The Jerusalem Post has a point. President Bush may understand more clearly than his predecessors the nature of the threat to Israel's security. The attacks of Sept. 11 brought home to him the similarities between the two democracies. Along with most Americans, the Bush administration now grasps how the freedoms of an open society leave it vulnerable to assault. If America is duty-bound to strike the bases of those who threaten its security, no matter how far they are from its shores, then Israel, too, which constitutes the fighting front line in the war against terror, must root out the terrorists within and along its borders.
Yet the White House still cannot bring itself to admit the true nature of the aggression against Israel. It still tends to treat the regional crisis as "a conflict of two people over one land" that can be resolved by the creation of a Palestinian state. According to this view, since Jews and Arabs both lay claim to the same territory of Israel-Palestine, some division of the territory between will bring about a peaceful resolution. This is the assumption behind the "road map" the president presented at the recent meetings in Egypt and Jordan, inviting the Palestinians to halt their terror and Israel to withdraw some of its settlements from the disputed lands.
Unfortunately, the Arab war against Israel is no more a territorial conflict than was al Qaeda's strike against America, and it can no more be resolved by the "road map" than anti-Americanism could be appeased by ceding part of the U.S. to an Islamist enclave. From the moment in 1947 when Jewish leaders accepted and Arab rulers rejected the U.N. partition plan of Palestine, the Arab-Israeli conflict bore no further likeness to more conventional territorial struggles. Arab rulers defied the U.N. charter by denying the legitimacy of a member state. Arab countries refused to acknowledge the existence of a single Jewish land. Arab rulers did not object to Israel because it rendered the Palestinians homeless. Rather, they ensured that the Palestinians should remain homeless so that they could organize their politics around opposition to Israel.
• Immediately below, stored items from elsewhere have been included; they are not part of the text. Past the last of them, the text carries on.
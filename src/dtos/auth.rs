use serde::{Deserialize, Serialize};

use crate::models::account::Profile;

#[derive(Deserialize)]
pub struct CredentialsRequest {
    pub email: String,
    pub password: String,
}

#[derive(Serialize)]
pub struct SignUpResponse {
    pub id: i64,
    pub email: String,
}

#[derive(Serialize)]
pub struct SignInResponse {
    pub access_token: String,
    pub token_type: &'static str,
    pub expires_in_seconds: i64,
    pub profile: Profile,
}
// src/database.rs
use sqlx::postgres::PgPoolOptions;
use sqlx::PgPool;
use tracing::info;

pub async fn create_pool(database_url: &str, max_connections: u32) -> Result<PgPool, sqlx::Error> {
    let pool = PgPoolOptions::new()
        .max_connections(max_connections)
        .connect(database_url)
        .await?;

    sqlx::migrate!("./migrations").run(&pool).await?;
    info!("Database migrations applied");

    Ok(pool)
}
At any point during the past 55 years, Arab governments could have helped the Palestinian Arabs settle down to a decent life. They could have created the infrastructure of an autonomous Palestine on the West Bank of the Jordan and the Gaza territory that Egypt controlled until 1967, or encouraged the resettlement of Palestinians in Jordan, which constitutes the lion's share of the original mandate of Palestine. Rather than fund the Palestine Liberation Organization to foment terror against Israel they could have endowed Palestinian schools of architecture, engineering, medicine and law. What Israel did for its refugees from Arab lands, Arabs could have done much more sumptuously for the Palestinians displaced by the same conflict. Instead, Arab rulers cultivated generations of refugees in order to justify their ongoing campaign against the "usurper."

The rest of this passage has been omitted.